Home builds in Medicine Hat on pace for record low

By COLLIN GALLANT on August 15, 2023.

An excavator digs the basement for a new home on 11th Street of the Southeast Hill in Medicine Hat on March 28.--News File Photo

cgallant@medicinehatnews.com@CollinGallant

New home construction in Medicine Hat could set a record low this year, despite high and rising real estate values.

That, according to construction sector analysis, is the result of uncertainty among prospective new home buyers who face a double whammy of rising interest rates and inflation on homebuilding materials.

“There’s a lot of interest from people who are considering building a new house, but a bit of reluctance to pull the trigger,” said Jackie Taylor, the head of BILD Medicine Hat, formerly known as the Canadian Homebuilders Association.

“Interest rates and cost of goods still are a bit unsteady. We are seeing decent numbers in Cypress County – still a little slower than what we’d typically expect at this time of year, but it makes up for the lack of growth in the city itself.”

Within the City of Medicine Hat, only eight new home permits had been processed by the city’s planning department at the six-month mark.

That is only about one-third of the number at this point last year, while the pace predicts that 2023 will be one of the slowest years for new home construction in decades.

As well, only two permits for new duplexes were let and no applications were received for tri-plexes or apartments.

The 2022 whole-year total was 38 new homes, 14 duplexes, five tri-plexes and 12 apartment projects.
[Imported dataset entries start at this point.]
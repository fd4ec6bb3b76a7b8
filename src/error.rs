//! Error taxonomy shared by every engine in the crate.

/// Errors produced while configuring or running an evolution.
///
/// Three families live here:
/// - parameter validation (caller misuse, always recoverable),
/// - fitness data problems surfaced by a simulation,
/// - the fatal [`Error::ChampionRegression`], see [`Error::is_fatal`].
#[derive(Debug, Clone, PartialEq, thiserror::Error)]
pub enum Error {
    #[error("population must hold at least one individual")]
    EmptyPopulation,
    #[error("individuals must have at least one gene")]
    EmptyGenome,
    #[error("bad mutation rate {0}: must be in range (0, 1]")]
    BadMutationRate(f64),
    #[error("bad polygamy {polygamy}: must be in range [0, {individuals}]")]
    BadPolygamy { polygamy: usize, individuals: usize },
    #[error("need at least 2 islands, got {0}")]
    TooFewIslands(usize),
    #[error("{individuals} individuals cannot populate {islands} islands")]
    TooFewIndividuals { individuals: usize, islands: usize },
    #[error("bad concurrency {concurrency}: must be in range [1, {islands}]")]
    BadConcurrency { concurrency: usize, islands: usize },
    #[error("number of generations per round must be at least 1")]
    BadGenerations,
    #[error("gene {index} has a zero gradient step")]
    ZeroStep { index: usize },
    #[error("gradient buffer holds {got} values, genome has {expected} genes")]
    GradientBufferLength { expected: usize, got: usize },
    #[error("destination genome has {dst} genes, source has {src}")]
    LengthMismatch { dst: usize, src: usize },
    #[error("bad gene constraints: min must be less than max")]
    BadConstraints,
    #[error("start value must lie within gene constraints")]
    StartOutOfBounds,
    #[error("bad standard deviation {0}: must be positive")]
    BadStdDev(f64),
    #[error("bad gradient step {0}: must be finite and non-zero")]
    BadStep(f64),
    #[error("gene {index} cannot move in either direction within its constraints")]
    PinnedGene { index: usize },

    #[error("negative fitness {0}: use zero instead")]
    NegativeFitness(f64),
    #[error("got infinite or NaN fitness {0}")]
    InvalidFitness(f64),
    #[error("zero fitness sum: cannot make decisions")]
    ZeroFitnessSum,
    #[error("infinite fitness sum: fitnesses returned by individuals are too large")]
    InfiniteFitnessSum,
    #[error(
        "zero fitness champion: initialize the population with non-zero fitness individuals"
    )]
    ZeroFitnessChampion,

    #[error("codependency between individuals: {}", describe_codependency(.indices))]
    Codependency { indices: Vec<usize> },
    #[error("cannot reliably determine codependency with zero fitness simulation results")]
    Inconclusive,

    #[error(
        "champion fitness decreased from {previous} to {observed}: individuals share state, run find_codependency on the individual factory"
    )]
    ChampionRegression { previous: f64, observed: f64 },

    #[error("evolution cancelled")]
    Cancelled,

    /// Champion requested before any island recorded one. This is caller
    /// misuse, not a broken run, so it counts as a validation error.
    #[error("no champion yet: every island still has zero champion fitness, call advance first")]
    NoChampion,
    #[error("failed to build worker pool: {0}")]
    WorkerPool(String),
}

impl Error {
    /// True for an invariant breach that invalidates the whole run.
    ///
    /// Champion data recorded before a fatal error may not represent the
    /// optimal genome and should be discarded.
    pub fn is_fatal(&self) -> bool {
        matches!(self, Error::ChampionRegression { .. })
    }

    pub fn is_cancelled(&self) -> bool {
        matches!(self, Error::Cancelled)
    }

    /// True when the caller passed parameters outside their valid domain.
    pub fn is_validation(&self) -> bool {
        matches!(
            self,
            Error::EmptyPopulation
                | Error::EmptyGenome
                | Error::BadMutationRate(_)
                | Error::BadPolygamy { .. }
                | Error::TooFewIslands(_)
                | Error::TooFewIndividuals { .. }
                | Error::BadConcurrency { .. }
                | Error::BadGenerations
                | Error::ZeroStep { .. }
                | Error::GradientBufferLength { .. }
                | Error::LengthMismatch { .. }
                | Error::BadConstraints
                | Error::StartOutOfBounds
                | Error::BadStdDev(_)
                | Error::BadStep(_)
                | Error::PinnedGene { .. }
                | Error::NoChampion
        )
    }
}

fn describe_codependency(indices: &[usize]) -> String {
    if indices.is_empty() {
        "subsequent calls to the individual factory yield different fitnesses, check for captured or shared state".to_string()
    } else {
        format!("genes indices: {indices:?}")
    }
}

pub type Result<T> = std::result::Result<T, Error>;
That was a boom for apartment and condo construction, but average in other property classes compared to the previous five years.

Much of the work approved last year was launched this year, as permits and starts are recorded separately. But the current figures may not rise about the modern low for single-family construction, 20, in the 2019 construction season, which clouds the outlook for 2024.

Numbers in the second half of the year typically give a better indication of activity going forward.

In the meantime, said Taylor, her members are keeping busy with larger renovations and replacing low-priced homes in established neighbourhoods – projects that are often classified as alterations, rather than new construction.

“The renovation market is still quite strong, so what’s lacking in new home construction, our builders and trades are still busy, so it’s not as slow,” she said.

Currently, some alteration work has progressed on apartment renovations, and home renovations numbers remained strong (up about 20 per cent to $2.8 million this year), but those don’t add units to housing supply.

That’s as real estate observers bemoan a lack of resale inventory, which has dropped by as much as one one-quarter for apartments and row housing compared to tight supply in 2022. The shortage increased slightly when only the city is considered.

Single-family homes on the market were three per cent lower in the entire Medicine Hat region, while home prices rose two per cent and semi-detached valued rose by 5 per cent year-over-year.

The average resale price to date in 2023 for detached homes in the region was $360,750, including Cypress County and Redcliff.